SUPPLIED MATERIAL >>
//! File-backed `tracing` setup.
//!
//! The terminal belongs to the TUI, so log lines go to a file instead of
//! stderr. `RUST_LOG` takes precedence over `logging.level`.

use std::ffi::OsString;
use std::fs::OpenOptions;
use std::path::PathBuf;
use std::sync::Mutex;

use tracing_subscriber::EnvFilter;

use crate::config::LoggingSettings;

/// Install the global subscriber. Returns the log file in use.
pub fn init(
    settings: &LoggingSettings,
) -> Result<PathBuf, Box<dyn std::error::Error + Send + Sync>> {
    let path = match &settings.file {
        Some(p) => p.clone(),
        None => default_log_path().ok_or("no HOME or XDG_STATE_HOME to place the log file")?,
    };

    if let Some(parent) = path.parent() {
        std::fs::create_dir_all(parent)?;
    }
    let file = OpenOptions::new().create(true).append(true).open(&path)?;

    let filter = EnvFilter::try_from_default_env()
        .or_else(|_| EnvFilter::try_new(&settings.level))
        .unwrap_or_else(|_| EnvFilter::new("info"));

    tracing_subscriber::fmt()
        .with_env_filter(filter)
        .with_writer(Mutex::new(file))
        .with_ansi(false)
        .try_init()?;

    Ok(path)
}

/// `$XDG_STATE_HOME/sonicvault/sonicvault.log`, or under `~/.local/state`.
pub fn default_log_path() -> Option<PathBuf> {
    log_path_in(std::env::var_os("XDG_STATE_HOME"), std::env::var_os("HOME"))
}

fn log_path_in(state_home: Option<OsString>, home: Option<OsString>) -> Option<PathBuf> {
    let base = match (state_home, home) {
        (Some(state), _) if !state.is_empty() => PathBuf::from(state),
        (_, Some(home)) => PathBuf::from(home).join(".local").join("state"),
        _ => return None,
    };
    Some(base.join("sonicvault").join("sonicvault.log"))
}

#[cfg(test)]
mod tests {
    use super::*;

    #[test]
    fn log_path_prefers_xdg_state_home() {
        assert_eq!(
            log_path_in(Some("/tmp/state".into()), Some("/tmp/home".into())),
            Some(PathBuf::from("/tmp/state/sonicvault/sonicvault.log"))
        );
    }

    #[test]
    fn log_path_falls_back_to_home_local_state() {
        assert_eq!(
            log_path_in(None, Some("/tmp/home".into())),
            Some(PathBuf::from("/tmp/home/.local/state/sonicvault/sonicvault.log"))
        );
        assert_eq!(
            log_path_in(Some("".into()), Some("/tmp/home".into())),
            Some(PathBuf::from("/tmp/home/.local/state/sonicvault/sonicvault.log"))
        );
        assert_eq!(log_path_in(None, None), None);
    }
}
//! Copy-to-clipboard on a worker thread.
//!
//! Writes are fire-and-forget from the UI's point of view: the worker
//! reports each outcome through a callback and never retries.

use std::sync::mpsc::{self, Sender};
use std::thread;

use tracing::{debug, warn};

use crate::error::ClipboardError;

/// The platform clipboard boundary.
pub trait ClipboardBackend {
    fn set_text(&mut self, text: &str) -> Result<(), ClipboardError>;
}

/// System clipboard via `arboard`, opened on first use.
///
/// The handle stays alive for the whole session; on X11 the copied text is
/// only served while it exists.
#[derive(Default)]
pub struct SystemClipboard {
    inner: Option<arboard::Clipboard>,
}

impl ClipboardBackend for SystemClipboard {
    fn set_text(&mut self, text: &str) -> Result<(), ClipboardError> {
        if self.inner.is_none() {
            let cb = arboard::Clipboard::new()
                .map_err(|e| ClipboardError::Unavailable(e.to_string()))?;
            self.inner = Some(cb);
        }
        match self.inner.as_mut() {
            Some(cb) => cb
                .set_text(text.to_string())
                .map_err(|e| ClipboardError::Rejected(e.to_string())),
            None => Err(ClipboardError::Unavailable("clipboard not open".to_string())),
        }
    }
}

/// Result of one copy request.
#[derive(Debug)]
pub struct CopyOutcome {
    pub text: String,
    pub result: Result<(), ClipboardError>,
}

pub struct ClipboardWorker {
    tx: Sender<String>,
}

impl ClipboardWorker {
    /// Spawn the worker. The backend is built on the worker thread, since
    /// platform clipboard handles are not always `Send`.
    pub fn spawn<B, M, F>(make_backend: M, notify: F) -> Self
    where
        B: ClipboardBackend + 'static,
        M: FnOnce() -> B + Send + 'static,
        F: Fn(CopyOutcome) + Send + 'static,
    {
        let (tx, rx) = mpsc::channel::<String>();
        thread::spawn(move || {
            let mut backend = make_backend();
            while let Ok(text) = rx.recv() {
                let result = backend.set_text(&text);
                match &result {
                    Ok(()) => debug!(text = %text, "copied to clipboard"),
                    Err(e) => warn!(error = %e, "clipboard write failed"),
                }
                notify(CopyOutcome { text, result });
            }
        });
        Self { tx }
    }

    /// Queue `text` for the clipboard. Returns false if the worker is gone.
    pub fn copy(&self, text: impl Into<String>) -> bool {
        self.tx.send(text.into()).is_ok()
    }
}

TASK BRIEF >>
A complete, exact transcription of the data above is required.

YOUR SOLUTION >>
//! File-backed `tracing` setup.
//!
//! The terminal belongs to the TUI, so log lines go to a file instead of
//! stderr. `RUST_LOG` takes precedence over `logging.level`.

use std::ffi::OsString;
use std::fs::OpenOptions;
use std::path::PathBuf;
use std::sync::Mutex;

use tracing_subscriber::EnvFilter;

use crate::config::LoggingSettings;

/// Install the global subscriber. Returns the log file in use.
pub fn init(
    settings: &LoggingSettings,
) -> Result<PathBuf, Box<dyn std::error::Error + Send + Sync>> {
    let path = match &settings.file {
        Some(p) => p.clone(),
        None => default_log_path().ok_or("no HOME or XDG_STATE_HOME to place the log file")?,
    };

    if let Some(parent) = path.parent() {
        std::fs::create_dir_all(parent)?;
    }
    let file = OpenOptions::new().create(true).append(true).open(&path)?;

    let filter = EnvFilter::try_from_default_env()
        .or_else(|_| EnvFilter::try_new(&settings.level))
        .unwrap_or_else(|_| EnvFilter::new("info"));

    tracing_subscriber::fmt()
        .with_env_filter(filter)
        .with_writer(Mutex::new(file))
        .with_ansi(false)
        .try_init()?;

    Ok(path)
}

/// `$XDG_STATE_HOME/sonicvault/sonicvault.log`, or under `~/.local/state`.
pub fn default_log_path() -> Option<PathBuf> {
    log_path_in(std::env::var_os("XDG_STATE_HOME"), std::env::var_os("HOME"))
}

fn log_path_in(state_home: Option<OsString>, home: Option<OsString>) -> Option<PathBuf> {
    let base = match (state_home, home) {
        (Some(state), _) if !state.is_empty() => PathBuf::from(state),
        (_, Some(home)) => PathBuf::from(home).join(".local").join("state"),
        _ => return None,
    };
    Some(base.join("sonicvault").join("sonicvault.log"))
}

#[cfg(test)]
mod tests {
    use super::*;

    #[test]
    fn log_path_prefers_xdg_state_home() {
        assert_eq!(
            log_path_in(Some("/tmp/state".into()), Some("/tmp/home".into())),
            Some(PathBuf::from("/tmp/state/sonicvault/sonicvault.log"))
        );
    }

    #[test]
    fn log_path_falls_back_to_home_local_state() {
        assert_eq!(
            log_path_in(None, Some("/tmp/home".into())),
            Some(PathBuf::from("/tmp/home/.local/state/sonicvault/sonicvault.log"))
        );
        assert_eq!(
            log_path_in(Some("".into()), Some("/tmp/home".into())),
            Some(PathBuf::from("/tmp/home/.local/state/sonicvault/sonicvault.log"))
        );
        assert_eq!(log_path_in(None, None), None);
    }
}
//! Copy-to-clipboard on a worker thread.
//!
//! Writes are fire-and-forget from the UI's point of view: the worker
//! reports each outcome through a callback and never retries.

use std::sync::mpsc::{self, Sender};
use std::thread;

use tracing::{debug, warn};

use crate::error::ClipboardError;

/// The platform clipboard boundary.
pub trait ClipboardBackend {
    fn set_text(&mut self, text: &str) -> Result<(), ClipboardError>;
}

/// System clipboard via `arboard`, opened on first use.
///
/// The handle stays alive for the whole session; on X11 the copied text is
/// only served while it exists.
#[derive(Default)]
pub struct SystemClipboard {
    inner: Option<arboard::Clipboard>,
}

impl ClipboardBackend for SystemClipboard {
    fn set_text(&mut self, text: &str) -> Result<(), ClipboardError> {
        if self.inner.is_none() {
            let cb = arboard::Clipboard::new()
                .map_err(|e| ClipboardError::Unavailable(e.to_string()))?;
            self.inner = Some(cb);
        }
        match self.inner.as_mut() {
            Some(cb) => cb
                .set_text(text.to_string())
                .map_err(|e| ClipboardError::Rejected(e.to_string())),
            None => Err(ClipboardError::Unavailable("clipboard not open".to_string())),
        }
    }
}

/// Result of one copy request.
#[derive(Debug)]
pub struct CopyOutcome {
    pub text: String,
    pub result: Result<(), ClipboardError>,
}

pub struct ClipboardWorker {
    tx: Sender<String>,
}

impl ClipboardWorker {
    /// Spawn the worker. The backend is built on the worker thread, since
    /// platform clipboard handles are not always `Send`.
    pub fn spawn<B, M, F>(make_backend: M, notify: F) -> Self
    where
        B: ClipboardBackend + 'static,
        M: FnOnce() -> B + Send + 'static,
        F: Fn(CopyOutcome) + Send + 'static,
    {
        let (tx, rx) = mpsc::channel::<String>();
        thread::spawn(move || {
            let mut backend = make_backend();
            while let Ok(text) = rx.recv() {
                let result = backend.set_text(&text);
                match &result {
                    Ok(()) => debug!(text = %text, "copied to clipboard"),
                    Err(e) => warn!(error = %e, "clipboard write failed"),
                }
                notify(CopyOutcome { text, result });
            }
        });
        Self { tx }
    }

    /// Queue `text` for the clipboard. Returns false if the worker is gone.
    pub fn copy(&self, text: impl Into<String>) -> bool {
        self.tx.send(text.into()).is_ok()
    }
}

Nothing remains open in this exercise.